Most Beautiful Places to Go Diving in the Seychelles

St Pierre off Anse Volbert Praslin. ©MC1 photography
St Pierre off Anse Volbert Praslin. ©MC1 photography
Photo of Chantelle Howell
27 January 2017

If you are a diver, you may have removed Seychelles as a bucket list dive destination due to the severe coral bleaching as a result of El Niño. You might want to re-think that decision as there is some world-class diving to be done. Here are some of the most beautiful dive sites in the Seychelles.

The best times to dive in Seychelles are typically April to May and October to November. This is when generally when you will find the calmest seas and winds. You’ll also get the best visibility on your dives at these times, with up to 30-metre visibility at many sites.

Diving from Mahé

Most dive sites on Mahé are most easily located from Beau Vallon. There are two dive schools located there, Blue Sea Divers and Big Blue Divers – a PADI five-star resort.


This is a tiny but very picturesque site with a maximum depth of 28 metres. L’ilot is so small that you will be able to swim round the whole island in just one dive. Despite its size, there is a lot of life to see here. For example, you’ll often see turtles in the shallows. Also, this is the spot to see whale sharks, an ultimate sighting for any keen diver. There are also various swim-throughs and archways formed from the large granite rocks.

Whale Shark | ©Christian Steen/Flickr

Wrecks on Mahé

There are four wreck dives to experience off Mahé. The most famous is the Ennerdale. There is also Twin Barges, the Dredger and the Aldebaran, all of which were sunk deliberately for diving purposes. All four make fantastic dive sites. The Aldebaran is considered to be the most beautiful due to it being fully intact. All of the wrecks also boast fantastic marine life. The dive schools will advise when they are planning on visiting the different wrecks, although of course, this can change depending on the conditions on the day. The three deliberately sunk wrecks are all within a 15-minute boat trip from Beau Vallon. Also worth noting: with a maximum depth of 40 metres, the Aldebaran wreck can only be visited by advanced divers.

Brissare Rocks

Another tiny dive site, Brissare Rocks is teeming with life. There are lots of rays to see here and be sure to look out for turtles and nurse sharks too. Brissare Rocks is a must-see. It’s an isolated spot so watch for strong currents. There is also a lot of fire coral here. While beautiful, this coral requires you to be extra careful not to touch it as it can sting.

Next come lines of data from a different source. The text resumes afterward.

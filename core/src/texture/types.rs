//! Host-side images, textures, and built-in fallbacks.

/// Decoded RGBA8 image.
///
/// The pixel array is dropped by [`release_pixels`](Self::release_pixels) once
/// the device copy has completed; the dimensions and byte size stay available
/// for layout and bookkeeping.
#[derive(Debug, Clone, PartialEq)]
pub struct HostImage {
    /// Image name from the source document.
    pub name: Option<String>,
    /// Width in pixels.
    pub width: u32,
    /// Height in pixels.
    pub height: u32,
    pixels: Option<Vec<u8>>,
    byte_size: u64,
}

impl HostImage {
    /// Bytes per RGBA8 pixel.
    pub const BYTES_PER_PIXEL: u64 = 4;

    /// Wrap decoded RGBA8 pixels.
    ///
    /// Returns `None` when `pixels` does not hold exactly
    /// `width * height * 4` bytes.
    pub fn from_rgba8(width: u32, height: u32, pixels: Vec<u8>) -> Option<Self> {
        let byte_size = width as u64 * height as u64 * Self::BYTES_PER_PIXEL;
        if pixels.len() as u64 != byte_size {
            return None;
        }
        Some(Self {
            name: None,
            width,
            height,
            pixels: Some(pixels),
            byte_size,
        })
    }

    /// A 1x1 image filled with one color.
    pub fn solid(rgba: [u8; 4]) -> Self {
        Self {
            name: None,
            width: 1,
            height: 1,
            pixels: Some(rgba.to_vec()),
            byte_size: Self::BYTES_PER_PIXEL,
        }
    }

    /// Set the image name.
    pub fn with_name(mut self, name: impl Into<String>) -> Self {
        self.name = Some(name.into());
        self
    }

    /// Pixel bytes, or `None` after release.
    pub fn pixels(&self) -> Option<&[u8]> {
        self.pixels.as_deref()
    }

    /// Size of the RGBA8 pixel data, valid before and after release.
    pub fn byte_size(&self) -> u64 {
        self.byte_size
    }

    /// Whether the host pixel array is still present.
    pub fn is_resident(&self) -> bool {
        self.pixels.is_some()
    }

    /// Drop the host pixel array.
    pub fn release_pixels(&mut self) {
        self.pixels = None;
    }
}

/// A sampled image: an image index plus an optional sampler index.
#[derive(Debug, Clone, Copy, PartialEq, Eq, Hash)]
pub struct HostTexture {
    /// Index into the store's image array.
    pub image: usize,
    /// Index into the store's sampler array; `None` selects the default sampler.
    pub sampler: Option<usize>,
}

/// Built-in 1x1 textures appended after the scene textures.
///
/// Material proxies point at these when a texture slot is unused or the
/// referenced texture could not be loaded.
#[derive(Debug, Clone, Copy, PartialEq, Eq, Hash)]
pub enum DefaultTexture {
    /// Opaque white; neutral for multiplied color and occlusion.
    White,
    /// Opaque black; neutral for emission.
    Black,
    /// Tangent-space +Z normal.
    FlatNormal,
    /// Fully transparent black.
    Transparent,
    /// Magenta marker for textures that failed to load.
    Missing,
}

impl DefaultTexture {
    /// Number of built-in textures.
    pub const COUNT: usize = 5;

    /// All built-in textures, in the order they are appended.
    pub const ALL: [DefaultTexture; Self::COUNT] = [
        DefaultTexture::White,
        DefaultTexture::Black,
        DefaultTexture::FlatNormal,
        DefaultTexture::Transparent,
        DefaultTexture::Missing,
    ];

    /// Position of this texture within the appended block.
    pub fn offset(self) -> usize {
        self as usize
    }

    /// The single RGBA8 pixel.
    pub fn pixel(self) -> [u8; 4] {
        match self {
            Self::White => [255, 255, 255, 255],
            Self::Black => [0, 0, 0, 255],
            Self::FlatNormal => [128, 128, 255, 255],
            Self::Transparent => [0, 0, 0, 0],
            Self::Missing => [255, 0, 255, 255],
        }
    }

    /// Debug name.
    pub fn name(self) -> &'static str {
        match self {
            Self::White => "default_white",
            Self::Black => "default_black",
            Self::FlatNormal => "default_flat_normal",
            Self::Transparent => "default_transparent",
            Self::Missing => "default_missing",
        }
    }

    /// The 1x1 host image for this texture.
    pub fn image(self) -> HostImage {
        HostImage::solid(self.pixel()).with_name(self.name())
    }
}

#[cfg(test)]
mod tests {
    use super::*;

    #[test]
    fn test_from_rgba8_checks_size() {
        assert!(HostImage::from_rgba8(2, 2, vec![0; 16]).is_some());
        assert!(HostImage::from_rgba8(2, 2, vec![0; 15]).is_none());
    }

    #[test]
    fn test_release_keeps_size() {
        let mut image = HostImage::from_rgba8(4, 2, vec![7; 32]).unwrap();
        assert!(image.is_resident());
        image.release_pixels();
        assert!(!image.is_resident());
        assert!(image.pixels().is_none());
        assert_eq!(image.byte_size(), 32);
    }

    #[test]
    fn test_default_texture_order() {
        for (i, texture) in DefaultTexture::ALL.iter().enumerate() {
            assert_eq!(texture.offset(), i);
            let image = texture.image();
            assert_eq!(image.pixels(), Some(&texture.pixel()[..]));
            assert_eq!(image.name.as_deref(), Some(texture.name()));
        }
    }
}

Fire Coral | © / wiki commons

Diving from Praslin

Most of the dive sites from Praslin are easily reached from Anse Volbert. There are two dive schools based there. These are White Tip Divers and Octopus Diver – a PADI five-star resort.

St. Pierre

If you’re learning to dive this is the spot where you are most likely to be taken. Just a couple of minutes by boat from either Octopus or White Tip dive schools by boat, it’s really easy to get to. With a maximum depth of 10 metres, it is perfect for beginners. However, this spot is beautiful for any experience level. Turtles frequent here and there are nearly always reef sharks to be seen.

St Pierre off Anse Volbert Praslin. | ©MC1 photography

South Marianne Island

South Marianne Island is an advanced dive site, with a maximum depth of around 25 metres and often strong currents. This is, without doubt, the most beautiful dive from Praslin. This site is notorious for people seeing a lot of sharks. The underwater topography is stunning, with pinnacles to swim through and huge rock formations throughout the dive.

Swim through at South Mariaan island. | ©Chantelle Howell

Diving Aldabra

It would be wrong to do a list of dive sites in Seychelles without mentioning Aldabra, which is a UNESCO World Heritage Site and a protected nature reserve. It is the largest raised coral reef in the world and Sir David Attenborough described it as “one of the wonders of the world”. Having been largely untouched by man due to its remoteness, this site has an almost unparalleled amount of marine life. Dugongs are starting to make a return to the area after a long absence. Endangered green turtles and critically endangered Hawksbill turtles have breeding populations at Aldabra. There is also fish counts of approximately 3000 per 100 square meters. So, to say there will be plenty to see is an understatement. To dive at Aldabra, your trip must be approved by the Seychelles Islands Foundation. There is no tourist accommodation on Aldabra and so live-aboard dive boats are the easiest way to organise a dive there. Try Silhouette Cruises for your visit.